Although Anne's music was really great both movies are not very good


----------



## José Herring (Dec 28, 2022)

She's an amazing composer and friendly person. I wish her all the success in the industry. Not worried about the quality of movies she scores. 90% of movies suck and you have to be way up the ladder to get the few good ones that are made. But, if she does a lot of work now, in the future one or two things will get noticed and she'll move up as she deserves to.


----------



## David Kudell (Dec 28, 2022)

Keep your eyes peeled for news soon because a movie she scored is coming to theaters in a few weeks, and I think it’s her best score yet! It’s very different from the Claus Family.

(And I got to write some additional music on it too)


----------



## A.Dern (Dec 31, 2022)

For those wondering, I'm paying everyone on this thread to say these things.  No but for real, thank you for the love and happy new year!


----------



## Pier (Jan 1, 2023)

@A.Dern didn't you mention in a video you were scoring some horror film?


----------



## samphony (Jan 1, 2023)

A.Dern said:


> For those wondering, I'm paying everyone on this thread to say these things.  No but for real, thank you for the love and happy new year!


Gesundes Neues! Happy New Year


----------



## A.Dern (Jan 1, 2023)

Pier said:


> @A.Dern didn't you mention in a video you were scoring some horror film?


Yes! The first one is releasing in theaters on January 13 ("The Devil Conspiracy"). The other one is still looking for distribution. I've also been signed on for two other darker projects this year - really happy to be diving more into that world. As much as I love family movies and animation, and want to continue to do these, I really also need new creative challenges and other places to go musically. After 10 years of mostly orchestral scoring and family entertainment, something fresh is needed.


----------



## Remnant (Jan 1, 2023)

A.Dern said:


> Yes! The first one is releasing in theaters on January 13 ("The Devil Conspiracy"). The other one is still looking for distribution. I've also been signed on for two other darker projects this year - really happy to be diving more into that world. As much as I love family movies and animation, and want to continue to do these, I really also need new creative challenges and other places to go musically. After 10 years of mostly orchestral scoring and family entertainment, something fresh is needed.
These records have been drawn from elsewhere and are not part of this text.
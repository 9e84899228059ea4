//! Session ownership.
//!
//! The registry is the only strong holder of agent sessions. Removal on
//! shutdown is posted as a separate task so a session is never dropped from
//! inside its own transport completion path.

use std::sync::atomic::{AtomicU64, Ordering};
use std::sync::Arc;

use dashmap::DashMap;
use tracing::debug;

use crate::agent::{AgentSession, AgentTargetConfig};

#[derive(Default)]
pub struct SessionRegistry {
    next_id: AtomicU64,
    sessions: DashMap<u64, Arc<AgentSession>>,
}

impl SessionRegistry {
    pub fn new() -> Arc<Self> {
        Arc::new(Self::default())
    }

    /// Take ownership of a session. The returned id stays valid until the
    /// session shuts down, at which point a posted task removes it.
    pub fn register(self: &Arc<Self>, agent: Arc<AgentSession>) -> u64 {
        let id = self.next_id.fetch_add(1, Ordering::Relaxed);
        self.sessions.insert(id, Arc::clone(&agent));

        let registry = Arc::downgrade(self);
        agent.session().set_on_shutdown(Box::new(move || {
            let registry = registry.clone();
            tokio::spawn(async move {
                if let Some(registry) = registry.upgrade() {
                    registry.sessions.remove(&id);
                    debug!(id, "session removed from registry");
                }
            });
        }));
        id
    }

    pub fn len(&self) -> usize {
        self.sessions.len()
    }

    pub fn is_empty(&self) -> bool {
        self.sessions.is_empty()
    }

    /// Push a new target configuration to every connected agent; unchanged
    /// sessions suppress the resend themselves.
    pub fn push_config_to_all(&self, target: &AgentTargetConfig) {
        for entry in self.sessions.iter() {
            if let Err(e) = entry.value().update_target(target.clone()) {
                debug!(id = entry.key(), error = %e, "config push skipped");
            }
        }
    }

    /// Shut down every session, typically at process exit.
    pub async fn shutdown_all(&self) {
        let sessions: Vec<_> = self
            .sessions
            .iter()
            .map(|entry| Arc::clone(entry.value()))
            .collect();
        for session in sessions {
            session.shutdown().await;
        }
    }
}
Good luck with the projects. I’m confident you will crush it.


----------



## Pier (Jan 1, 2023)

A.Dern said:


> Yes! The first one is releasing in theaters on January 13 ("The Devil Conspiracy"). The other one is still looking for distribution. I've also been signed on for two other darker projects this year - really happy to be diving more into that world. As much as I love family movies and animation, and want to continue to do these, I really also need new creative challenges and other places to go musically. After 10 years of mostly orchestral scoring and family entertainment, something fresh is needed.


I'm sure it's going to be amazing! I will watch that one for sure!


----------



## Lord Of Bellfire (Jan 3, 2023)

@A.Dern: 

All the best for the new year and good luck for the new projects. Greetings from Germany (aus der "alten Heimat" Landkreis Peine).


----------